Dal 20 gennaio 2025, giorno dell’insediamento di Donald Trump, la “guerra dei dazi” è tornata a dominare l’agenda geopolitica globale. Con tariffe che colpiscono Cina, Unione Europea, Canada, Messico e decine di altri Paesi, gli Stati Uniti hanno acceso una miccia che minaccia di destabilizzare l’economia mondiale. Ma dietro i numeri – dazi al 34% sulla Cina, 20% sull’UE, 25% sulle auto europee – c’è molto più di una disputa commerciale: è una partita strategica per ridefinire gli equilibri di potenza.
Le origini del conflitto
La strategia di Trump non è nuova. Durante il suo primo mandato, i dazi furono uno strumento per contrastare la Cina e il suo crescente peso economico. Oggi, però, il raggio d’azione si è ampliato. La Casa Bianca giustifica le tariffe come risposta a pratiche commerciali sleali e deficit di bilancia commerciale, ma il vero obiettivo sembra essere politico. Trump usa i dazi per rafforzare il consenso interno, promettendo una reindustrializzazione della “Rust Belt” americana, e per esercitare pressione su alleati e rivali. Ad esempio, i dazi su Messico e Canada (25%) sono stati presentati come leva per ottenere maggiore collaborazione nella lotta al traffico di fentanyl e all’immigrazione irregolare.
Le reazioni globali
La risposta internazionale è stata rapida e variegata. La Cina, colpita da tariffe che in alcuni settori raggiungono il 104%, ha imposto controdazi al 34% sui prodotti americani, segnalando che non intende cedere. L’Unione Europea, pur moderata con dazi al 20%, valuta misure drastiche come lo Strumento Anti-Coercizione, che potrebbe colpire le Big Tech americane, sfruttando il surplus commerciale statunitense nei servizi digitali. Canada e Messico, inizialmente spiazzati, hanno promesso ritorsioni “robuste”. Nel frattempo, Paesi come il Regno Unito (dazi al 10%) e Singapore cercano di negoziare per evitare escalation.
Questa spirale di misure e contromisure rischia di frammentare il commercio globale. Il WTO prevede un possibile crollo del 1,5% del commercio mondiale nel 2025 se la tensione persiste. Le Borse, da Wall Street a Milano, hanno già registrato cali significativi, con settori come l’automotive e la tecnologia particolarmente colpiti.

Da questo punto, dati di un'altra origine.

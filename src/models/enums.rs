use crate::db::DatabaseError;
use serde::{Deserialize, Serialize};

/// Macro to generate enum with as_str + std::str::FromStr pattern
macro_rules! str_enum {
    ($name:ident { $($variant:ident => $s:literal),+ $(,)? }) => {
        #[derive(Debug, Clone, Copy, PartialEq, Eq, Serialize, Deserialize)]
        pub enum $name {
            $($variant),+
        }

        impl $name {
            pub fn as_str(&self) -> &'static str {
                match self {
                    $(Self::$variant => $s),+
                }
            }
        }

        impl std::str::FromStr for $name {
            type Err = DatabaseError;

            fn from_str(s: &str) -> Result<Self, Self::Err> {
                match s {
                    $($s => Ok(Self::$variant)),+,
                    _ => Err(DatabaseError::InvalidEnum {
                        field: stringify!($name).into(),
                        value: s.into(),
                    }),
                }
            }
        }

        impl std::fmt::Display for $name {
            fn fmt(&self, f: &mut std::fmt::Formatter<'_>) -> std::fmt::Result {
                write!(f, "{}", self.as_str())
            }
        }
    };
}

str_enum!(MessageRole {
    User => "user",
    Assistant => "assistant",
});

str_enum!(StudyProcessingState {
    Created => "created",
    ImagesCaptioning => "images_captioning",
    ImagesCaptioned => "images_captioned",
    Summarizing => "summarizing",
    Summarized => "summarized",
    Failed => "failed",
});

/// Confidence declared by the general provider for structured field
/// extraction. `None` means the extraction failed even if a literal value
/// was returned alongside it.
str_enum!(FieldConfidence {
    High => "high",
    Medium => "medium",
    Low => "low",
    None => "none",
});

impl FieldConfidence {
    pub fn is_usable(&self) -> bool {
        !matches!(self, Self::None)
    }
}

#[cfg(test)]
mod tests {
    use super::*;

    #[test]
    fn round_trips_through_str() {
        assert_eq!(MessageRole::Assistant.as_str(), "assistant");
        assert_eq!(
            "assistant".parse::<MessageRole>().unwrap(),
            MessageRole::Assistant
        );
        assert_eq!(
            "images_captioning".parse::<StudyProcessingState>().unwrap(),
            StudyProcessingState::ImagesCaptioning
        );
        assert_eq!(
            "none".parse::<FieldConfidence>().unwrap(),
            FieldConfidence::None
        );
    }

    #[test]
    fn unknown_value_is_invalid_enum() {
        let err = "robot".parse::<MessageRole>().unwrap_err();
        assert!(matches!(err, DatabaseError::InvalidEnum { .. }));
    }

    #[test]
    fn none_confidence_is_not_usable() {
        assert!(FieldConfidence::High.is_usable());
        assert!(FieldConfidence::Low.is_usable());
        assert!(!FieldConfidence::None.is_usable());
    }
}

Gli impatti economici e geopolitici
Sul piano economico, i dazi americani potrebbero generare entrate federali per 182 miliardi nel 2025, ma a costo di un aumento dell’inflazione negli USA e di una riduzione del PIL globale. L’UE, con una stima di -0,4% di crescita, è particolarmente vulnerabile, soprattutto la Germania, mentre l’Italia si mantiene vicina alla media europea. La Cina, nonostante le previsioni di Goldman Sachs che tagliano il PIL 2025 al 4%, potrebbe guadagnare terreno nei mercati asiatici, presentandosi come paladina del libero commercio.

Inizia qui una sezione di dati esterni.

use std::time::Duration;

use async_trait::async_trait;
use serde::Serialize;
use serde_json::Value;

use super::{transport_error, ProviderError, VisionInference};
use crate::pipeline::prompts;

/// Token budget for a single caption.
const CAPTION_MAX_TOKENS: u32 = 256;
/// Token budget for a study-level summary.
const SUMMARY_MAX_TOKENS: u32 = 1024;

/// Client for a dedicated MedGemma deployment behind a Vertex-style
/// `:predict` route speaking the chat-completions instance format.
pub struct MedGemmaClient {
    client: reqwest::Client,
    endpoint: String,
    token: String,
    timeout_secs: u64,
}

impl MedGemmaClient {
    pub fn new(endpoint: &str, token: &str, timeout: Duration) -> Self {
        let client = reqwest::Client::builder()
            .timeout(timeout)
            .build()
            .expect("Failed to create HTTP client");

        Self {
            client,
            endpoint: endpoint.trim_end_matches('/').to_string(),
            token: token.to_string(),
            timeout_secs: timeout.as_secs(),
        }
    }

    async fn predict(
        &self,
        messages: Vec<PredictMessage>,
        max_tokens: u32,
    ) -> Result<String, ProviderError> {
        let body = PredictRequest {
            instances: vec![PredictInstance {
                request_format: "chatCompletions",
                messages,
                max_tokens,
            }],
        };

        let response = self
            .client
            .post(&self.endpoint)
            .bearer_auth(&self.token)
            .json(&body)
            .send()
            .await
            .map_err(|e| transport_error(e, &self.endpoint, self.timeout_secs))?;

        let status = response.status();
        if !status.is_success() {
            let body = response.text().await.unwrap_or_default();
            return Err(ProviderError::Status {
                status: status.as_u16(),
                body,
            });
        }

        let parsed: Value = response
            .json()
            .await
            .map_err(|e| ProviderError::MalformedResponse(e.to_string()))?;

        extract_prediction_text(&parsed)
    }
}

/// Request body for the `:predict` route.
#[derive(Serialize)]
struct PredictRequest {
    instances: Vec<PredictInstance>,
}

#[derive(Serialize)]
struct PredictInstance {
    #[serde(rename = "@requestFormat")]
    request_format: &'static str,
    messages: Vec<PredictMessage>,
    max_tokens: u32,
}

#[derive(Serialize)]
struct PredictMessage {
    role: &'static str,
    content: Vec<ContentPart>,
}

#[derive(Serialize)]
#[serde(tag = "type", rename_all = "snake_case")]
enum ContentPart {
    Text { text: String },
    ImageUrl { image_url: ImageUrl },
}

#[derive(Serialize)]
struct ImageUrl {
    url: String,
}

fn system_message(text: &str) -> PredictMessage {
    PredictMessage {
        role: "system",
        content: vec![ContentPart::Text {
            text: text.to_string(),
        }],
    }
}

/// Pull the generated text out of a prediction payload.
///
/// Two shapes are served depending on deployment: a nested array with the
/// text at `predictions[0][0].message.content`, and a chat-completions
/// object with it at `predictions.choices[0].message.content`. Anything
/// else is rejected rather than coerced into an empty caption.
fn extract_prediction_text(body: &Value) -> Result<String, ProviderError> {
    let predictions = body
        .get("predictions")
        .ok_or_else(|| ProviderError::MalformedResponse("missing predictions field".into()))?;

    let choice = predictions
        .get(0)
        .and_then(|row| row.get(0))
        .or_else(|| predictions.get("choices").and_then(|c| c.get(0)));

    let content = choice
        .and_then(|c| c.get("message"))
        .and_then(|m| m.get("content"))
        .and_then(Value::as_str)
        .ok_or_else(|| ProviderError::MalformedResponse("unexpected predictions shape".into()))?;

    let content = content.trim();
    if content.is_empty() {
        return Err(ProviderError::MalformedResponse(
            "empty prediction content".into(),
        ));
    }
    Ok(content.to_string())
}

#[async_trait]
impl VisionInference for MedGemmaClient {
    fn provider_name(&self) -> &'static str {
        "medgemma"
    }

    async fn caption_image(&self, image_base64: &str) -> Result<String, ProviderError> {
        let messages = vec![
            system_message(prompts::SPECIALIZED_CAPTION_SYSTEM),
            PredictMessage {
                role: "user",
                content: vec![
                    ContentPart::Text {
                        text: prompts::SPECIALIZED_CAPTION_USER.to_string(),
                    },
                    ContentPart::ImageUrl {
                        image_url: ImageUrl {
                            url: format!("data:image/jpeg;base64,{image_base64}"),
                        },
                    },
                ],
            },
        ];
        self.predict(messages, CAPTION_MAX_TOKENS).await
    }

    async fn summarize_series(&self, captions: &[String]) -> Result<String, ProviderError> {
        let messages = vec![
            system_message(prompts::SPECIALIZED_CAPTION_SYSTEM),
            PredictMessage {
                role: "user",
                content: vec![ContentPart::Text {
                    text: prompts::series_summary_prompt(captions),
                }],
            },
        ];
        self.predict(messages, SUMMARY_MAX_TOKENS).await
    }
}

Geopoliticamente, i dazi stanno ridefinendo le alleanze. Gli USA, tradizionalmente promotori del libero scambio, si isolano, spingendo l’Europa verso un riarmo autonomo e una possibile cooperazione con la Cina. L’Italia, in questo contesto, potrebbe giocare un ruolo di mediatrice, sfruttando la sospensione temporanea dei dazi USA-UE per rafforzare il dialogo transatlantico.
Prospettive future
La guerra dei dazi non è solo una questione economica: è un test per la resilienza del sistema globale. Trump, con la sua politica del “pugno di ferro”, scommette sulla capacità degli USA di imporre la propria volontà. Tuttavia, come ammoniva il vicepremier cinese Ding Xuexiang a Davos, un mondo diviso in blocchi contrapposti avrebbe “conseguenze inimmaginabili”. La sospensione di 90 giorni dei dazi USA-UE apre una finestra di negoziati, ma il rischio di una guerra commerciale globale resta alto.

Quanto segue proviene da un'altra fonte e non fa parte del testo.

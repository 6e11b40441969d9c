pub mod captioning;
pub mod citations;
pub mod conversation;
pub mod inference;
pub mod metadata;
pub mod parse;
pub mod prompts;
pub mod report;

Per i leader globali, la sfida è chiara: trovare un equilibrio tra protezione degli interessi nazionali e cooperazione internazionale. Per l’Italia, è un’opportunità per emergere come attore pragmatico, capace di navigare le turbolenze di un ordine mondiale in trasformazione. Una cosa è certa: il 2025 sarà un anno cruciale per capire chi, in questa guerra, pagherà il prezzo più alto.